Intersection Density
Usually defined as the number of intersections per unit of area.38 , 39 Since neighborhoods in this study had identical area, number of intersections per neighborhood was used. Greater intersection density is associated with greater street connectivity and traffic calming.38
Residing on a Cul-de-Sac
This indicates participant’s residence on a cul-de-sac. Cul-de-sacs are prevalent in neighborhoods with low street connectivity,40 but are considered by parents as safe play venues due to ease of parental surveillance from home and lack of through traffic.41
Pedestrian Network
Total Length of Walking Tracks
The total length (in meters) of walking tracks.
Re-engineering of Road Environment
Indicators generated by examining street directory data were: total numbers of speed humps, which have been shown to reduce risk of child pedestrian injury;27 gates/barriers on roads (may have a traffic-calming effect); slow points or sections of road narrowing (e.g., chicanes) engineered to encourage slower driving; and traffic/pedestrian lights.
Data Analysis
Independent samples t tests were performed to examine differences in active transport and MVPA between sex and between age group. In addition, paired samples t tests were performed to examine differences within sex in the number of walking/cycling trips made at T1 compared with at T2. Linear regression analyses were performed to examine associations between individual objective measures of the road environment and change between T1 and T2 in the number of walking/cycling trips made per week, as well as associations between individual road environment measures and change in MVPA (∆MVPA) between T1 and T2 during each time period of interest. Regression analyses were adjusted for T1 values for number of walking/cycling trips and MVPA during each period, where appropriate.
In cases where several road environment variables were significantly associated (p < 0.05) with individual physical activity measures, multiple linear regression analyses were performed. All explanatory variables were assessed for multicollinearity, which is prevalent among neighborhood environmental characteristics,40 using correlation coefficients between each pair of variables and the variance inflation factor (VIF).42 If significant variables were highly correlated (i.e., VIF > 2.0), only the variable with the highest unadjusted beta was used.
Results
Data were analyzed for 170 children (51% boys), mean age 9.0 years (standard deviation [SD] = 0.4), and 276 adolescents (43% boys), mean age 14.5 years (SD = 0.6) at T1, who participated at both time points. The parent survey was completed mostly by mothers/female carers (87%) and 78% of parents were married. Over 45% of mothers were tertiary educated.
Road Environment
The mean (and range of) values of road environment measures within participants’ neighborhoods are presented in Table 1.

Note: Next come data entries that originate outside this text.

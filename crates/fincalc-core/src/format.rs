//! Display formatting for amounts, rates, and counts.
//!
//! Pure string functions over `Decimal`. INR amounts group in the Indian
//! style (lakhs and crores: last three digits, then pairs); the other
//! currencies group in thousands.

use rust_decimal::{Decimal, RoundingStrategy};

use crate::types::{Currency, Money};

/// Currency display string: symbol plus the amount rounded to whole units.
pub fn format_currency(amount: Money, currency: Currency) -> String {
    let whole = amount.round_dp_with_strategy(0, RoundingStrategy::MidpointAwayFromZero);
    let (sign, digits) = split_sign(&whole.to_string());
    let grouped = match currency {
        Currency::INR => group_indian(&digits),
        _ => group_western(&digits),
    };
    format!("{sign}{}{grouped}", currency.symbol())
}

/// Indian-style grouping, fraction preserved: 12345678.9 -> "1,23,45,678.9".
pub fn format_indian_number(value: Decimal) -> String {
    let (sign, body) = split_sign(&value.to_string());
    let (int_part, frac_part) = match body.split_once('.') {
        Some((i, f)) => (i.to_string(), Some(f.to_string())),
        None => (body, None),
    };
    let mut out = format!("{sign}{}", group_indian(&int_part));
    if let Some(frac) = frac_part {
        out.push('.');
        out.push_str(&frac);
    }
    out
}

/// Fixed-decimal display with Indian grouping: 1234.5 at 2 dp -> "1,234.50".
pub fn format_number(value: Decimal, decimals: u32) -> String {
    let mut rounded = value.round_dp_with_strategy(decimals, RoundingStrategy::MidpointAwayFromZero);
    rounded.rescale(decimals);
    format_indian_number(rounded)
}

/// Percent display with fixed decimals: 14.87 at 2 dp -> "14.87%".
pub fn format_percent(value: Decimal, decimals: u32) -> String {
    let mut rounded = value.round_dp_with_strategy(decimals, RoundingStrategy::MidpointAwayFromZero);
    rounded.rescale(decimals);
    format!("{rounded}%")
}

fn split_sign(s: &str) -> (&'static str, String) {
    match s.strip_prefix('-') {
        Some(rest) => ("-", rest.to_string()),
        None => ("", s.to_string()),
    }
}

/// Last three digits, then groups of two.
fn group_indian(digits: &str) -> String {
    let len = digits.len();
    if len <= 3 {
        return digits.to_string();
    }
    let (head, tail) = digits.split_at(len - 3);
    let mut groups: Vec<String> = Vec::new();
    let head_bytes = head.as_bytes();
    let mut i = head_bytes.len();
    while i > 0 {
        let start = i.saturating_sub(2);
        groups.push(head[start..i].to_string());
        i = start;
    }
    groups.reverse();
    format!("{},{tail}", groups.join(","))
}

/// Groups of three.
fn group_western(digits: &str) -> String {
    let mut groups: Vec<String> = Vec::new();
    let mut i = digits.len();
    while i > 0 {
        let start = i.saturating_sub(3);
        groups.push(digits[start..i].to_string());
        i = start;
    }
    groups.reverse();
    groups.join(",")
}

Change in Active Transport
Mean walking/cycling trips/week and the mean change in walking/cycling trips are presented in Table 2. At T1 and T2, adolescents made more walking/cycling trips than children. Among children, paired sample t tests revealed significant increases between T1 and T2 in walking/cycling trips among boys (mean change 1.8 trips; p = 0.001) and girls (1.1 trips; p = 0.027). By contrast, adolescent boys and girls made fewer walking/cycling trips/week at T2 than at T1, but the differences were not statistically significant (mean change −1.3 trips, p = 0.069 and −0.1 trips, p = 0.839, respectively).

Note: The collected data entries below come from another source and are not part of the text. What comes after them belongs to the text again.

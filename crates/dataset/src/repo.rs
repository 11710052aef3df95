//! Lookup queries against the bound dataset.
//!
//! Both queries are read-only and idempotent. Each call checks a connection
//! out of the pool for its own duration; the guard hands it back on every
//! exit path, including errors.

use exn::ResultExt;
use sqlx::SqlitePool;
use std::sync::Arc;
use tracing::{debug, instrument, warn};

use crate::Database;
use crate::digest::Digest;
use crate::error::{ErrorKind, Result};
use crate::models::{DistinctHash, RawFileRow};
use crate::schema::Schema;

/// Repository for digest lookups in the reference dataset.
///
/// # Relationships
///
/// - A hash triple may appear in many FILE rows (one per packaging)
/// - A FILE row references at most one package
/// - A package references at most one operating system and at most one
///   manufacturer; an operating system references at most one manufacturer
/// - Any of those references may be missing
#[derive(Debug, Clone)]
pub struct Repository {
    pool: SqlitePool,
    schema: Arc<Schema>,
}
impl From<&Database> for Repository {
    fn from(db: &Database) -> Self {
        Self {
            pool: db.pool().clone(),
            schema: Arc::clone(db.schema()),
        }
    }
}
impl Repository {
    /// Find the distinct hash triple for a digest.
    ///
    /// At most one row is expected. Should the dataset contain duplicates the
    /// first one is returned, as-is.
    #[instrument(skip(self))]
    pub async fn find_distinct(&self, digest: &str) -> Result<Option<DistinctHash>> {
        let digest: Digest = digest.parse()?;
        let mut conn = self.pool.acquire().await.or_raise(|| ErrorKind::Database)?;
        let rows: Vec<DistinctHash> = sqlx::query_as(self.schema.existence_sql(digest.algorithm()))
            .bind(digest.as_str())
            .fetch_all(&mut *conn)
            .await
            .or_raise(|| ErrorKind::Database)?;
        if rows.len() > 1 {
            warn!(%digest, algorithm = %digest.algorithm(), "dataset holds duplicate distinct hashes, using the first");
        }
        Ok(rows.into_iter().next())
    }

    /// Find every file record for a digest, outer-joined through its
    /// package, operating system and manufacturers.
    ///
    /// Rows are ordered by package reference, file name and file size.
    #[instrument(skip(self))]
    pub async fn find_details(&self, digest: &str) -> Result<Vec<RawFileRow>> {
        let digest: Digest = digest.parse()?;
        let mut conn = self.pool.acquire().await.or_raise(|| ErrorKind::Database)?;
        let rows: Vec<RawFileRow> = sqlx::query_as(self.schema.details_sql(digest.algorithm()))
            .bind(digest.as_str())
            .fetch_all(&mut *conn)
            .await
            .or_raise(|| ErrorKind::Database)?;
        debug!(algorithm = %digest.algorithm(), rows = rows.len(), "fetched detail rows");
        Ok(rows)
    }
}

#[cfg(test)]
mod tests {
    use super::*;
    use crate::fixtures::{Dataset, sample};
    use rstest::rstest;

    async fn repository() -> (Dataset, Repository) {
        let dataset = Dataset::sample().await;
        let db = Database::connect(dataset.path(), None).await.unwrap();
        (dataset, Repository::from(&db))
    }

    #[rstest]
    #[case(sample::WORD_MD5)]
    #[case(sample::WORD_SHA1)]
    #[case(sample::WORD_SHA256)]
    #[tokio::test]
    async fn test_find_distinct_by_any_digest(#[case] digest: &str) {
        let (_dataset, repo) = repository().await;
        let expected = DistinctHash {
            sha256: sample::WORD_SHA256.to_string(),
            sha1: sample::WORD_SHA1.to_string(),
            md5: sample::WORD_MD5.to_string(),
        };
        assert_eq!(repo.find_distinct(digest).await.unwrap(), Some(expected.clone()));
        assert_eq!(repo.find_distinct(&digest.to_lowercase()).await.unwrap(), Some(expected));
    }

    #[tokio::test]
    async fn test_find_distinct_not_found() {
        let (_dataset, repo) = repository().await;
        assert_eq!(repo.find_distinct(&"a".repeat(32)).await.unwrap(), None);
    }

    #[tokio::test]
    async fn test_find_distinct_returns_first_of_duplicates() {
        let dataset = Dataset::create(&format!(
            "{}\n{}",
            crate::fixtures::RDSV3_SCHEMA,
            r#"
                DROP VIEW DISTINCT_HASH;
                CREATE VIEW DISTINCT_HASH AS SELECT sha256, sha1, md5 FROM FILE;
                INSERT INTO FILE VALUES ('S1', 'H1', 'DUPLICATEDDUPLICATEDDUPLICATED00', 'A.EXE', 1, NULL);
                INSERT INTO FILE VALUES ('S2', 'H2', 'DUPLICATEDDUPLICATEDDUPLICATED00', 'B.EXE', 1, NULL);
            "#
        ))
        .await;
        let db = Database::connect(dataset.path(), None).await.unwrap();
        let repo = Repository::from(&db);
        let found = repo.find_distinct("duplicatedduplicatedduplicated00").await.unwrap().unwrap();
        assert!(found.sha256 == "S1" || found.sha256 == "S2");
    }

    #[tokio::test]
    async fn test_find_details_returns_every_packaging() {
        let (_dataset, repo) = repository().await;
        let rows = repo.find_details(sample::WORD_MD5).await.unwrap();
        let names = rows.iter().map(|r| r.package_name.as_deref()).collect::<Vec<_>>();
        assert_eq!(names, [Some("Microsoft Word"), Some("Word")]);
    }

    #[tokio::test]
    async fn test_find_details_dangling_package_reads_as_absent() {
        let (_dataset, repo) = repository().await;
        let rows = repo.find_details(sample::DANGLING_SHA1).await.unwrap();
        assert_eq!(rows.len(), 1);
        assert_eq!(rows[0].package_id, None);
        assert_eq!(rows[0].package_name, None);
    }

    #[rstest]
    #[case("notadigest")]
    #[case("")]
    #[tokio::test]
    async fn test_invalid_digest_is_rejected(#[case] digest: &str) {
        let (_dataset, repo) = repository().await;
        let err = repo.find_distinct(digest).await.unwrap_err();
        assert_eq!(*err, ErrorKind::InvalidDigestFormat(digest.to_string()));
        let err = repo.find_details(digest).await.unwrap_err();
        assert_eq!(*err, ErrorKind::InvalidDigestFormat(digest.to_string()));
    }
}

Change in Physical Activity
The mean time spent engaged in MVPA at T1 and the mean ∆MVPA between T1 and T2 (i.e. MVPA at T2 − MVPA at T1) during each nonschool period are presented for boys and girls in each age group in Table 3. During all periods, there were reductions in mean time spent in MVPA by boys and girls in each age group. With few exceptions, younger boys and girls recorded greater reductions over 2 years for each period compared with adolescents. While the significant increase in children’s active transport may not at first appear to reconcile with decreased MVPA, it should be noted that distances walked/cycled were not recorded and any short trips would have contributed little to the total MVPA. Differences in ∆MVPA between T1 and T2 were statistically significant between age groups for girls during all periods and for boys during all periods except after school and on weekends. Except for before school, younger girls recorded the greatest reductions in mean time spent in MVPA between T1 and T2. During all periods, adolescent boys recorded greater reductions in mean time spent engaged in MVPA, compared with adolescent girls. However, adolescent boys remained more active than girls at T2, having recorded significantly more (p < 0.001) MVPA during all periods except evenings at T1.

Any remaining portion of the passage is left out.